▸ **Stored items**
== Segment start ==

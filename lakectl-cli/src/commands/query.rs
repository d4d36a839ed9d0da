//! Read rows from a table through a rotating-credential pool

use anyhow::{Context, Result};
use clap::Parser;
use lakectl_core::{query_table, LakectlConfig, QualifiedTable};
use tracing::debug;

use super::{connect_pool, ConnectionArgs};
use crate::output::{print_result, OutputFormat};

#[derive(Parser, Debug)]
pub struct QueryArgs {
    #[command(flatten)]
    pub connection: ConnectionArgs,

    /// Table to read, as `table` or `schema.table`
    #[arg(long)]
    pub table: String,

    /// Maximum number of rows to return (default: 10)
    #[arg(long)]
    pub limit: Option<i64>,
}

pub async fn run_query(args: QueryArgs, format: OutputFormat) -> Result<()> {
    let config = LakectlConfig::load();
    let table = QualifiedTable::parse(&args.table)?;
    let limit = args.limit.unwrap_or(config.defaults.limit);

    let pool = connect_pool(&config, &args.connection).await?;
    let result = query_table(&pool, &table, limit)
        .await
        .with_context(|| format!("Failed to read {table}"))?;
    debug!(rows = result.len(), status = ?pool.status(), "query finished");

    print_result(&result, format)?;
    pool.close();
    Ok(())
}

== Segment end ==

▸ **ASSIGNMENT**
Begin with the first line of the records and finish with the line containing "use tracing::debug;". Reproduce those lines exactly, both ends included, and nothing else.

▸ **EXERCISE RESPONSE**
filename lakectl-cli/src/commands/query.rs
repository d4d36a839ed9d0da
//! Read rows from a table through a rotating-credential pool

use anyhow::{Context, Result};
use clap::Parser;
use lakectl_core::{query_table, LakectlConfig, QualifiedTable};
use tracing::debug;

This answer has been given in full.